The more interesting lawsuit, but sort of related, was filed on June 22, 2010, with Rubin Schron and his various holdings as the plaintiffs against a similar cast of characters including Leonard Grunstein, Murray Forman, the law firm Troutman Sanders, and the various Sava and Mariner
affiliates. To fully appreciate how unusual this lawsuit is, one must always keep in mind that Leonard Grunstein was Rubin Schron’s attorney. ....Mr. Grunstein did much of the legal work involved in the Mariner acquisition and subsequent Opco and Propco set-ups that evolved over time.
The relationship between Mr. Schron and Mr. Grunstein dates back to the 1980s, and according to the complaint, he apparently has referred to himself as Mr. Schron’s “general counsel.” According to the complaint, Mr Schron relied on legal advice from his attorney who began to organize things to the benefit of the attorney, and on financial advisory services from Mr. Forman, who was allegedly in cahoots with Mr. Grunstein. Mr. Schron never wanted to have anything to do with operating the nursing facilities; he just wanted a steady, but increasing, rental stream from the
real estate. In the case of the Mariner acquisition, according to the complaint, Mr.
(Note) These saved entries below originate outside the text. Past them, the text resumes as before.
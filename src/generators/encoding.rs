//! Character-encoding edge cases: mojibake, entities, escapes, RTL text,
//! control bytes. One fixed payload covering all of them.

use base64::engine::general_purpose::STANDARD as BASE64;
use base64::Engine;
use serde::Serialize;

use super::{guard, to_document, CorruptionCategory};
use crate::envelope::SimOutcome;

#[derive(Debug, Serialize)]
struct EncodingPayload {
    location: String,
    utf8: String,
    /// UTF-8 text deliberately mangled as if decoded through Latin-1.
    latin1: String,
    #[serde(rename = "htmlEntities")]
    html_entities: String,
    #[serde(rename = "urlEncoded")]
    url_encoded: String,
    base64: String,
    /// Escaped-unicode notation for the location's first character.
    unicode: String,
    emoji: String,
    rtl: String,
    #[serde(rename = "specialChars")]
    special_chars: String,
    #[serde(rename = "nullByte")]
    null_byte: String,
    #[serde(rename = "mixedEncoding")]
    mixed_encoding: String,
}

pub async fn generate(location: &str) -> SimOutcome {
    let payload = EncodingPayload {
        location: location.to_string(),
        utf8: format!("{location} - Mañana será mejor ☀️"),
        latin1: format!("{location} - MaÃ±ana"),
        html_entities: format!("&lt;{location}&gt; &amp; &quot;España&quot;"),
        url_encoded: format!("{}%20Espa%C3%B1a", urlencoding::encode(location)),
        base64: BASE64.encode(location.as_bytes()),
        unicode: location
            .chars()
            .next()
            .map(|c| format!("\\u{:04x}", c as u32))
            .unwrap_or_else(|| "\\u0000".to_string()),
        emoji: format!("🌡️☀️🌧️⛈️🌈 in {location}"),
        rtl: format!("{location} - دیربام"),
        special_chars: format!("{location} < > & \" ' / \\ \n \r \t \0"),
        null_byte: format!("{location}\0Hidden"),
        mixed_encoding: format!("{location} España&#209;"),
    };
    guard(CorruptionCategory::Encoding, to_document(&payload))
}
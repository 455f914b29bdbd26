//! Simulated rate limiting: always 429, with a retry-after hint the client
//! is expected to read and honor.

use axum::http::StatusCode;

use crate::envelope::SimOutcome;
use crate::rng::SimRng;

pub const RETRY_AFTER_MIN_SECS: u64 = 60;
pub const RETRY_AFTER_MAX_SECS: u64 = 360;

pub async fn generate(rng: &SimRng, location: &str) -> SimOutcome {
    let retry_after = rng.range_inclusive(RETRY_AFTER_MIN_SECS, RETRY_AFTER_MAX_SECS);
    SimOutcome::failure(
        format!("Rate limit exceeded for \"{location}\". Retry after {retry_after} seconds"),
        StatusCode::TOO_MANY_REQUESTS,
    )
}
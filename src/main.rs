use std::sync::Arc;

use clap::Parser;

use squall::api::{self, ApiState};
use squall::rng::SimRng;

#[derive(Debug, Parser)]
#[command(
    name = "squall",
    about = "Adversarial weather API simulator for frontend resilience auditing"
)]
struct Cli {
    /// Port the simulator listens on
    #[arg(long, short, default_value = "3000", env = "SQUALL_PORT")]
    port: u16,

    /// Fix the random seed so simulated corruption is reproducible
    #[arg(long, env = "SQUALL_SEED")]
    seed: Option<u64>,
}

#[tokio::main]
async fn main() -> anyhow::Result<()> {
    simple_logger::SimpleLogger::new().init().unwrap();
    let cli = Cli::parse();

    let rng = match cli.seed {
        Some(seed) => {
            log::warn!("Running with fixed seed {seed}; corruption draws are reproducible");
            Arc::new(SimRng::seeded(seed))
        }
        None => Arc::new(SimRng::from_entropy()),
    };

    api::serve(ApiState::new(rng), cli.port).await
}
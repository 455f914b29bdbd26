//! Oversized payloads: one call allocates tens of megabytes on purpose to
//! stress client memory limits and pagination handling. The HTTP layer caps
//! how many of these run at once.

use serde::Serialize;

use super::{guard, to_document, CorruptionCategory};
use crate::envelope::SimOutcome;
use crate::rng::SimRng;

const HUGE_FIELD_REPEATS: usize = 200_000;
const RECORD_COUNT: usize = 20_000;
const RECORD_FILLER_LEN: usize = 400;
const METADATA_FILLER_LEN: usize = 200;
const EXTRA_FIELDS_PER_RECORD: usize = 25;
const DEEP_STRING_LEN: usize = 3_000_000;

#[derive(Debug, Serialize)]
struct OverflowPayload {
    status: String,
    #[serde(rename = "requestedLocation")]
    requested_location: String,
    #[serde(rename = "hugeField")]
    huge_field: String,
    #[serde(rename = "massiveList")]
    massive_list: Vec<OverflowRecord>,
    #[serde(rename = "nestedOverflow")]
    nested_overflow: Level1,
    #[serde(rename = "deepNesting")]
    deep_nesting: DeepNesting,
}

#[derive(Debug, Serialize)]
struct OverflowRecord {
    id: usize,
    name: String,
    description: String,
    coordinates: Coordinates,
    metadata: RecordMetadata,
}

#[derive(Debug, Serialize)]
struct Coordinates {
    lat: f64,
    lon: f64,
}

#[derive(Debug, Serialize)]
struct RecordMetadata {
    city: String,
    data: String,
    extra: Vec<String>,
}

#[derive(Debug, Serialize)]
struct Level1 {
    level2: Level2,
}

#[derive(Debug, Serialize)]
struct Level2 {
    level3: Level3,
}

#[derive(Debug, Serialize)]
struct Level3 {
    level4: Level4,
}

#[derive(Debug, Serialize)]
struct Level4 {
    level5: Level5,
}

#[derive(Debug, Serialize)]
struct Level5 {
    country: String,
    data: String,
}

#[derive(Debug, Serialize)]
struct DeepNesting {
    location: String,
    a: NestA,
}

#[derive(Debug, Serialize)]
struct NestA {
    b: NestB,
}

#[derive(Debug, Serialize)]
struct NestB {
    c: NestC,
}

#[derive(Debug, Serialize)]
struct NestC {
    d: NestD,
}

#[derive(Debug, Serialize)]
struct NestD {
    e: String,
}

pub async fn generate(rng: &SimRng, location: &str) -> SimOutcome {
    let massive_list = (0..RECORD_COUNT)
        .map(|i| OverflowRecord {
            id: i,
            name: format!("{location} - Location {i}"),
            description: format!("Weather data for {location}: {}", "X".repeat(RECORD_FILLER_LEN)),
            coordinates: Coordinates {
                lat: rng.unit() * 180.0 - 90.0,
                lon: rng.unit() * 360.0 - 180.0,
            },
            metadata: RecordMetadata {
                city: location.to_string(),
                data: format!("{location}: {}", "Y".repeat(METADATA_FILLER_LEN)),
                extra: (0..EXTRA_FIELDS_PER_RECORD)
                    .map(|j| format!("{location}_field_{j}"))
                    .collect(),
            },
        })
        .collect();

    let payload = OverflowPayload {
        status: "success".to_string(),
        requested_location: location.to_string(),
        huge_field: format!("{location} - ").repeat(HUGE_FIELD_REPEATS),
        massive_list,
        nested_overflow: Level1 {
            level2: Level2 {
                level3: Level3 {
                    level4: Level4 {
                        level5: Level5 {
                            country: location.to_string(),
                            data: format!("{location}: {}", "Z".repeat(DEEP_STRING_LEN)),
                        },
                    },
                },
            },
        },
        deep_nesting: DeepNesting {
            location: location.to_string(),
            a: NestA {
                b: NestB {
                    c: NestC {
                        d: NestD {
                            e: format!("deep data for {location}"),
                        },
                    },
                },
            },
        },
    };
    guard(CorruptionCategory::Overflow, to_document(&payload))
}
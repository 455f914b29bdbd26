//! Script-injection payload: the location is echoed into every unescaped
//! context a careless renderer might paste it into.

use serde::Serialize;

use super::{guard, to_document, CorruptionCategory};
use crate::envelope::SimOutcome;

#[derive(Debug, Serialize)]
struct XssPayload {
    location: String,
    country: String,
    #[serde(rename = "searchTerm")]
    search_term: String,
    current: CurrentConditions,
    description: String,
    name: String,
    encoded: String,
    #[serde(rename = "onClick")]
    on_click: String,
    style: String,
    #[serde(rename = "sqlInjection")]
    sql_injection: String,
    command: String,
    path: String,
}

#[derive(Debug, Serialize)]
struct CurrentConditions {
    temp_c: i32,
    condition: Condition,
    location_name: String,
    city: String,
}

#[derive(Debug, Serialize)]
struct Condition {
    text: String,
    icon: String,
}

/// One fixed payload; the injection variety lives in the fields, not in
/// variant selection. A client that renders any of this without sanitizing
/// has failed the audit.
pub async fn generate(location: &str) -> SimOutcome {
    let payload = XssPayload {
        location: format!("<script>alert(\"XSS in {location}\")</script>"),
        country: format!("{location}<img src=x onerror=\"alert('XSS via image')\">"),
        search_term: location.to_string(),
        current: CurrentConditions {
            temp_c: 25,
            condition: Condition {
                text: format!("<svg onload=\"alert('XSS in {location}')\">"),
                icon: "javascript:alert(\"XSS\")".to_string(),
            },
            location_name: format!("{location}</script><script>alert('Escaped')</script>"),
            city: format!("{location}\" onload=\"alert('XSS')\" data-city=\""),
        },
        description: format!("<iframe src=\"javascript:alert('{location}')\"></iframe>"),
        name: format!("<body onload=\"alert('{location}')\">"),
        encoded: urlencoding::encode(&format!("<script>alert('{location}')</script>")).into_owned(),
        on_click: format!("<div onclick=\"alert('Clicked in {location}')\">Click me</div>"),
        style: format!("<style>body{{background:url(\"javascript:alert('{location}')\")}}</style>"),
        sql_injection: format!("{location}'; DROP TABLE weather;--"),
        command: format!("; rm -rf / # {location}"),
        path: format!("../../etc/passwd?city={location}"),
    };
    guard(CorruptionCategory::Xss, to_document(&payload))
}

#[cfg(test)]
mod tests {
    use super::*;
    use axum::http::StatusCode;

    #[tokio::test]
    async fn payload_embeds_script_tag_and_location() {
        let outcome = generate("Quito").await;
        assert_eq!(outcome.status(), StatusCode::OK);
        match outcome {
            SimOutcome::Success { value, .. } => {
                let text = value.to_string();
                assert!(text.contains("<script>"));
                assert!(text.contains("Quito"));
            }
            SimOutcome::Failure { .. } => panic!("xss generator must succeed"),
        }
    }

    #[tokio::test]
    async fn search_term_keeps_the_raw_location() {
        let outcome = generate("Quito").await;
        match outcome {
            SimOutcome::Success { value, .. } => {
                assert_eq!(value["searchTerm"], "Quito");
                assert!(value["sqlInjection"].as_str().unwrap().contains("DROP TABLE"));
            }
            SimOutcome::Failure { .. } => panic!("xss generator must succeed"),
        }
    }
}
//! The mixed-attack combinator: one shape draw, then two independent coin
//! flips. The delay coin is flipped before the failure coin, and the two are
//! never collapsed into one branch, so a stalled response can still come
//! back as a failure.

use std::time::Duration;

use axum::http::StatusCode;
use once_cell::sync::Lazy;
use serde_json::{json, Value};

use crate::catalog::VariantCatalog;
use crate::envelope::SimOutcome;
use crate::rng::SimRng;

pub const DELAY_PROBABILITY: f64 = 0.3;
pub const FAILURE_PROBABILITY: f64 = 0.2;
/// Fixed stall for this category, separate from the slow endpoint's bound.
pub const COMBINED_DELAY_SECS: u64 = 2;

/// One case per mixed-attack payload shape.
#[derive(Debug, Clone, Copy, PartialEq, Eq)]
pub enum MixedAttack {
    PartialXss,
    InconsistentTypes,
    SpecialCharKeys,
    ProblematicUnicode,
    SqlInjection,
    ExcessiveNesting,
    MixedTypeArrays,
    NumericExtremes,
    InjectedFieldNames,
}

impl MixedAttack {
    pub fn all() -> Vec<MixedAttack> {
        vec![
            MixedAttack::PartialXss,
            MixedAttack::InconsistentTypes,
            MixedAttack::SpecialCharKeys,
            MixedAttack::ProblematicUnicode,
            MixedAttack::SqlInjection,
            MixedAttack::ExcessiveNesting,
            MixedAttack::MixedTypeArrays,
            MixedAttack::NumericExtremes,
            MixedAttack::InjectedFieldNames,
        ]
    }

    pub fn build(&self, location: &str) -> Value {
        match self {
            MixedAttack::PartialXss => json!({
                "location": location,
                "temp_c": 25,
                "alert": format!("<script>alert(\"random XSS in {location}\")</script>"),
            }),
            MixedAttack::InconsistentTypes => json!({
                "location": 123,
                "temp_c": "twenty five",
                "condition": null,
                "humidity": null,
                "city": location,
            }),
            MixedAttack::SpecialCharKeys => json!({
                "location@#": location,
                "temp-c": 25,
                "cond!tion": { "!text": "Sunny" },
                format!("city-{location}"): "test",
            }),
            MixedAttack::ProblematicUnicode => json!({
                "location": format!("{location} 🌍"),
                "temp_c": "25️⃣",
                "condition": "☀️🌤️⛅🌦️",
                "city": format!("🏙️ {location}"),
            }),
            MixedAttack::SqlInjection => json!({
                "location": format!("{location}'; DROP TABLE weather;--"),
                "search": format!("{location}' OR '1'='1"),
                "filter": format!("{location}'; DELETE FROM users WHERE '1'='1'--"),
            }),
            MixedAttack::ExcessiveNesting => json!({
                "location": location,
                "a": { "b": { "c": { "d": { "e": { "f": { "g": { "h": { "i": {
                    "j": format!("too deep for {location}"),
                } } } } } } } } },
            }),
            MixedAttack::MixedTypeArrays => json!({
                "locations": [location, 123, null, null, { "city": location }, [location]],
            }),
            MixedAttack::NumericExtremes => json!({
                "location": location,
                "temp_c": 9_007_199_254_740_991i64,
                "humidity": -9_999_999,
                "pressure": 1e-9,
            }),
            MixedAttack::InjectedFieldNames => json!({
                format!("<script>alert('{location}')</script>"): location,
                "location": format!("'; DROP TABLE {location}; --"),
                "data": format!("../../etc/passwd?city={location}"),
            }),
        }
    }
}

static CATALOG: Lazy<VariantCatalog<MixedAttack>> =
    Lazy::new(|| VariantCatalog::new(MixedAttack::all()));

pub async fn generate(rng: &SimRng, location: &str) -> SimOutcome {
    let attack = *CATALOG.pick(rng);

    // Delay is decided first and independently of the failure draw.
    if rng.chance(DELAY_PROBABILITY) {
        tokio::time::sleep(Duration::from_secs(COMBINED_DELAY_SECS)).await;
    }

    if rng.chance(FAILURE_PROBABILITY) {
        return SimOutcome::failure(
            format!("Random corruption error for {location}"),
            StatusCode::INTERNAL_SERVER_ERROR,
        );
    }

    SimOutcome::success(attack.build(location), StatusCode::OK)
}

#[cfg(test)]
mod tests {
    use super::*;

    #[test]
    fn every_attack_shape_builds_a_document() {
        for attack in MixedAttack::all() {
            let value = attack.build("Bariloche");
            assert!(value.is_object(), "{attack:?} did not build an object");
        }
    }

    #[test]
    fn injected_field_names_carry_the_script_key() {
        let value = MixedAttack::InjectedFieldNames.build("Salta");
        assert!(value
            .as_object()
            .unwrap()
            .keys()
            .any(|k| k.contains("<script>")));
    }

    /// Long-run rates: ~30% of calls stall for 2 s, ~20% fail, and the two
    /// are independent, so the joint rate sits near 6%.
    #[tokio::test(start_paused = true)]
    async fn failure_and_delay_rates_converge_and_stay_independent() {
        let rng = SimRng::seeded(4242);
        let trials = 10_000;
        let mut failures = 0u32;
        let mut delayed = 0u32;
        let mut delayed_failures = 0u32;

        for _ in 0..trials {
            let started = tokio::time::Instant::now();
            let outcome = generate(&rng, "Mendoza").await;
            let was_delayed = started.elapsed() >= Duration::from_secs(COMBINED_DELAY_SECS);
            let failed = !outcome.is_success();
            if was_delayed {
                delayed += 1;
            }
            if failed {
                failures += 1;
            }
            if was_delayed && failed {
                delayed_failures += 1;
            }
        }

        let failure_rate = f64::from(failures) / f64::from(trials);
        let delay_rate = f64::from(delayed) / f64::from(trials);
        let joint_rate = f64::from(delayed_failures) / f64::from(trials);

        assert!((failure_rate - FAILURE_PROBABILITY).abs() < 0.03, "failure rate {failure_rate}");
        assert!((delay_rate - DELAY_PROBABILITY).abs() < 0.03, "delay rate {delay_rate}");
        assert!(
            (joint_rate - FAILURE_PROBABILITY * DELAY_PROBABILITY).abs() < 0.02,
            "joint rate {joint_rate} suggests the draws are correlated"
        );
    }

    #[tokio::test(start_paused = true)]
    async fn failures_embed_the_location() {
        let rng = SimRng::seeded(77);
        for _ in 0..200 {
            if let SimOutcome::Failure { error, status } = generate(&rng, "Ushuaia").await {
                assert_eq!(status, StatusCode::INTERNAL_SERVER_ERROR);
                assert!(error.contains("Ushuaia"));
                return;
            }
        }
        panic!("no failure observed in 200 trials");
    }
}
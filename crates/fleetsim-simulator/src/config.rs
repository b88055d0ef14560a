//! Simulator configuration, loadable from YAML (`fleetsim.yml`).

use crate::catalog::DEFAULT_PROVISION_CONCURRENCY;
use crate::dispatch::{DispatchSettings, DEFAULT_DISPATCH_CONCURRENCY};
use crate::error::{Result, SimulatorError};
use fleetsim_core::{DeviceKind, DeviceKindSpec, HubConnectionString, Properties};
use serde::{Deserialize, Serialize};
use std::collections::HashSet;
use std::path::Path;
use std::time::Duration;
use tracing::{warn, Level};

/// Default configuration file name
pub const DEFAULT_CONFIG_FILE: &str = "fleetsim.yml";

/// Devices per kind when none are configured
pub const DEFAULT_DEVICES_PER_KIND: usize = 50;

/// Complete simulator configuration
#[derive(Debug, Clone, Default, PartialEq, Serialize, Deserialize)]
#[serde(default)]
pub struct Config {
    /// Hub endpoint
    pub hub: HubSettings,
    /// Fleet composition and provisioning
    pub fleet: FleetSettings,
    /// Telemetry dispatch
    pub dispatch: DispatchConfig,
    /// Log transport output
    pub transport: TransportSettings,
    /// Logging configuration
    pub logging: LoggingSettings,
}

/// Hub endpoint settings
#[derive(Debug, Clone, PartialEq, Serialize, Deserialize)]
#[serde(default)]
pub struct HubSettings {
    /// `HostName=...;SharedAccessKeyName=...;SharedAccessKey=...`
    pub connection_string: String,
}

impl Default for HubSettings {
    fn default() -> Self {
        Self {
            connection_string:
                "HostName=localhost;SharedAccessKeyName=iothubowner;SharedAccessKey=c2ltdWxhdG9y"
                    .to_string(),
        }
    }
}

/// Fleet composition settings
#[derive(Debug, Clone, PartialEq, Serialize, Deserialize)]
#[serde(default)]
pub struct FleetSettings {
    /// Device kinds to provision, in order
    pub device_kinds: Vec<DeviceKindSpec>,
    /// Maximum concurrent registry operations
    pub provision_concurrency: usize,
    /// Maximum concurrently running device loops
    pub dispatch_concurrency: usize,
    /// Abort the run when any device fails to provision
    pub fail_on_partial_catalog: bool,
}

impl Default for FleetSettings {
    fn default() -> Self {
        Self {
            device_kinds: DeviceKind::all()
                .iter()
                .map(|kind| DeviceKindSpec::new(*kind, DEFAULT_DEVICES_PER_KIND))
                .collect(),
            provision_concurrency: DEFAULT_PROVISION_CONCURRENCY,
            dispatch_concurrency: DEFAULT_DISPATCH_CONCURRENCY,
            fail_on_partial_catalog: false,
        }
    }
}

impl FleetSettings {
    /// Total number of devices requested
    pub fn device_count(&self) -> usize {
        self.device_kinds.iter().map(|k| k.count).sum()
    }
}

/// Telemetry dispatch settings
#[derive(Debug, Clone, PartialEq, Serialize, Deserialize)]
#[serde(default)]
pub struct DispatchConfig {
    /// Pause between sends of one device, in milliseconds
    pub interval_ms: u64,
    /// Stop each device after this many sends (unset = run until stopped)
    pub max_messages: Option<u64>,
    /// Stop the whole fleet after this many seconds (unset = run until stopped)
    pub duration_secs: Option<u64>,
    /// Extra connect attempts per device (0 = give up on the first failure)
    pub connect_retries: u32,
    /// Backoff base for connect retries, in milliseconds
    pub retry_delay_ms: u64,
    /// Seed for reproducible payloads
    pub seed: Option<u64>,
    /// Properties attached to every message
    pub extra_properties: Properties,
}

impl Default for DispatchConfig {
    fn default() -> Self {
        Self {
            interval_ms: 1000,
            max_messages: None,
            duration_secs: None,
            connect_retries: 0,
            retry_delay_ms: 500,
            seed: None,
            extra_properties: Properties::new(),
        }
    }
}

/// Log transport settings
#[derive(Debug, Clone, PartialEq, Serialize, Deserialize)]
#[serde(default)]
pub struct TransportSettings {
    /// Include message bodies in send log lines
    pub log_bodies: bool,
}

impl Default for TransportSettings {
    fn default() -> Self {
        Self { log_bodies: true }
    }
}

/// Logging settings
#[derive(Debug, Clone, PartialEq, Serialize, Deserialize)]
#[serde(default)]
pub struct LoggingSettings {
    /// Log level: "trace", "debug", "info", "warn", "error"
    pub level: String,
    /// Include target in logs
    pub show_target: bool,
    /// Include thread IDs in logs
    pub show_thread_ids: bool,
    /// Include file and line numbers
    pub show_location: bool,
}

impl Default for LoggingSettings {
    fn default() -> Self {
        Self {
            level: "info".to_string(),
            show_target: false,
            show_thread_ids: false,
            show_location: false,
        }
    }
}

impl Config {
    /// Load configuration from a YAML file
    pub fn from_file(path: impl AsRef<Path>) -> Result<Self> {
        let content = std::fs::read_to_string(path.as_ref())?;
        Self::from_yaml(&content)
    }

    /// Parse configuration from a YAML string
    pub fn from_yaml(content: &str) -> Result<Self> {
        Ok(serde_yaml::from_str(content)?)
    }

    /// Write default config to a file (for generating example config)
    pub fn write_default(path: impl AsRef<Path>) -> Result<()> {
        let yaml = serde_yaml::to_string(&Self::default())?;
        std::fs::write(path, yaml)?;
        Ok(())
    }

    /// Validate the configuration
    pub fn validate(&self) -> Result<()> {
        self.hub_connection_string()?;

        if self.fleet.provision_concurrency == 0 {
            return Err(SimulatorError::Config(
                "fleet.provision_concurrency must be at least 1".to_string(),
            ));
        }
        if self.fleet.dispatch_concurrency == 0 {
            return Err(SimulatorError::Config(
                "fleet.dispatch_concurrency must be at least 1".to_string(),
            ));
        }
        if self.dispatch.interval_ms == 0 {
            return Err(SimulatorError::Config(
                "dispatch.interval_ms must be at least 1".to_string(),
            ));
        }
        if self.has_sub_second_interval() {
            warn!(
                "dispatch.interval_ms is {}; createdDateTime has one-second precision, \
                 so sends within the same second share a timestamp",
                self.dispatch.interval_ms
            );
        }
        if self.dispatch.max_messages == Some(0) {
            return Err(SimulatorError::Config(
                "dispatch.max_messages must be at least 1 when set".to_string(),
            ));
        }

        let mut prefixes = HashSet::new();
        for spec in &self.fleet.device_kinds {
            spec.validate()?;
            if !prefixes.insert(spec.prefix.as_str()) {
                return Err(SimulatorError::Config(format!(
                    "duplicate device prefix '{}'",
                    spec.prefix
                )));
            }
        }

        Ok(())
    }

    /// True when devices send more than once per `createdDateTime` tick
    pub fn has_sub_second_interval(&self) -> bool {
        self.dispatch.interval_ms < 1000
    }

    /// Parse the hub connection string
    pub fn hub_connection_string(&self) -> Result<HubConnectionString> {
        HubConnectionString::parse(&self.hub.connection_string)
            .map_err(|e| SimulatorError::Config(e.to_string()))
    }

    /// Convert to DispatchSettings
    pub fn dispatch_settings(&self) -> DispatchSettings {
        DispatchSettings {
            interval: Duration::from_millis(self.dispatch.interval_ms),
            max_messages: self.dispatch.max_messages,
            connect_retries: self.dispatch.connect_retries,
            retry_delay: Duration::from_millis(self.dispatch.retry_delay_ms),
            seed: self.dispatch.seed,
            extra_properties: self.dispatch.extra_properties.clone(),
        }
    }

    /// Fleet run time limit, if any
    pub fn duration(&self) -> Option<Duration> {
        self.dispatch.duration_secs.map(Duration::from_secs)
    }

    /// Get log level
    pub fn log_level(&self) -> Level {
        match self.logging.level.to_lowercase().as_str() {
            "trace" => Level::TRACE,
            "debug" => Level::DEBUG,
            "warn" => Level::WARN,
            "error" => Level::ERROR,
            _ => Level::INFO,
        }
    }
}

#[cfg(test)]
mod tests {
    use super::*;

    #[test]
    fn test_default_config() {
        let config = Config::default();
        assert!(config.validate().is_ok());
        assert_eq!(config.fleet.device_count(), 100);
        assert_eq!(config.fleet.provision_concurrency, 10);
        assert_eq!(config.fleet.dispatch_concurrency, 100);
        assert_eq!(config.dispatch_settings().interval, Duration::from_secs(1));
        assert_eq!(config.dispatch_settings().connect_retries, 0);
        assert_eq!(config.duration(), None);
        assert_eq!(config.log_level(), Level::INFO);

        let prefixes: Vec<&str> = config
            .fleet
            .device_kinds
            .iter()
            .map(|k| k.prefix.as_str())
            .collect();
        assert_eq!(prefixes, vec!["SimulatedFridge", "SimulatedLightBulbs"]);
    }

    #[test]
    fn test_partial_yaml_uses_defaults() {
        let yaml = r#"
hub:
  connection_string: "HostName=hub.example.net;SharedAccessKeyName=owner;SharedAccessKey=abc="
fleet:
  device_kinds:
    - kind: Fridge
      prefix: LabFridge
      count: 3
dispatch:
  interval_ms: 250
  extra_properties:
    site: lab-1
logging:
  level: debug
"#;
        let config = Config::from_yaml(yaml).unwrap();
        assert!(config.validate().is_ok());
        assert_eq!(config.fleet.device_count(), 3);
        assert_eq!(config.fleet.provision_concurrency, 10);
        assert_eq!(config.dispatch.interval_ms, 250);
        assert_eq!(config.dispatch.retry_delay_ms, 500);
        assert_eq!(
            config.dispatch_settings().extra_properties.get("site"),
            Some(&"lab-1".to_string())
        );
        assert_eq!(config.hub_connection_string().unwrap().host_name(), "hub.example.net");
        assert_eq!(config.log_level(), Level::DEBUG);
    }

    #[test]
    fn test_validate_rejects_bad_values() {
        let mut config = Config::default();
        config.hub.connection_string = "SharedAccessKey=abc".to_string();
        assert!(matches!(config.validate(), Err(SimulatorError::Config(_))));

        let mut config = Config::default();
        config.fleet.dispatch_concurrency = 0;
        assert!(config.validate().is_err());

        let mut config = Config::default();
        config.dispatch.interval_ms = 0;
        assert!(config.validate().is_err());

        let mut config = Config::default();
        config.dispatch.max_messages = Some(0);
        assert!(config.validate().is_err());

        let mut config = Config::default();
        config.fleet.device_kinds = vec![
            DeviceKindSpec::new(DeviceKind::Fridge, 1).with_prefix("Dup"),
            DeviceKindSpec::new(DeviceKind::LightBulb, 1).with_prefix("Dup"),
        ];
        assert!(config.validate().is_err());

        let mut config = Config::default();
        config.fleet.device_kinds = vec![DeviceKindSpec::new(DeviceKind::Fridge, 1).with_prefix("")];
        assert!(matches!(config.validate(), Err(SimulatorError::Core(_))));
    }

    #[test]
    fn test_sub_second_interval_is_allowed() {
        let mut config = Config::default();
        assert!(!config.has_sub_second_interval());

        config.dispatch.interval_ms = 250;
        assert!(config.has_sub_second_interval());
        assert!(config.validate().is_ok());
    }

    #[test]
    fn test_unknown_kind_is_rejected() {
        let yaml = r#"
fleet:
  device_kinds:
    - kind: Toaster
      prefix: T
      count: 1
"#;
        assert!(matches!(Config::from_yaml(yaml), Err(SimulatorError::Yaml(_))));
    }
}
Schron put all the money up and ended up owning the real estate in Propco, while Grunstein/Forman retained ownership of the operating entity created to run the facilities, and all the excess cash flow, plus they received a small share of Propco—all without investing any of their own money.  In addition, according to the complaint filed, Mr. Schron was charged $14 million for financial advice in the Mariner deal by MetCap Advisory Services, which was 25% owned by Mr. Grunstein and 25% owned by Mr. Forman.   Other allegations in the nearly 100-page complaint include loans made to Opco that were never paid back to Mr. Schron, distributions taken by the Grunstein/Forman group
totaling more than $70 million, Grunstein billing Schron for non-existent legal work, and for allegedly not giving Schron the final closing documents for the original Mariner acquisition.
One also needs to remember that all of this recent legal action is on top of several issues earlier this year, when Mr. Grunstein and Mr. Forman sued Mr. Schron for more than $100 million for allegedly misappropriating significant sums of money from various partnerships in which they all had a stake.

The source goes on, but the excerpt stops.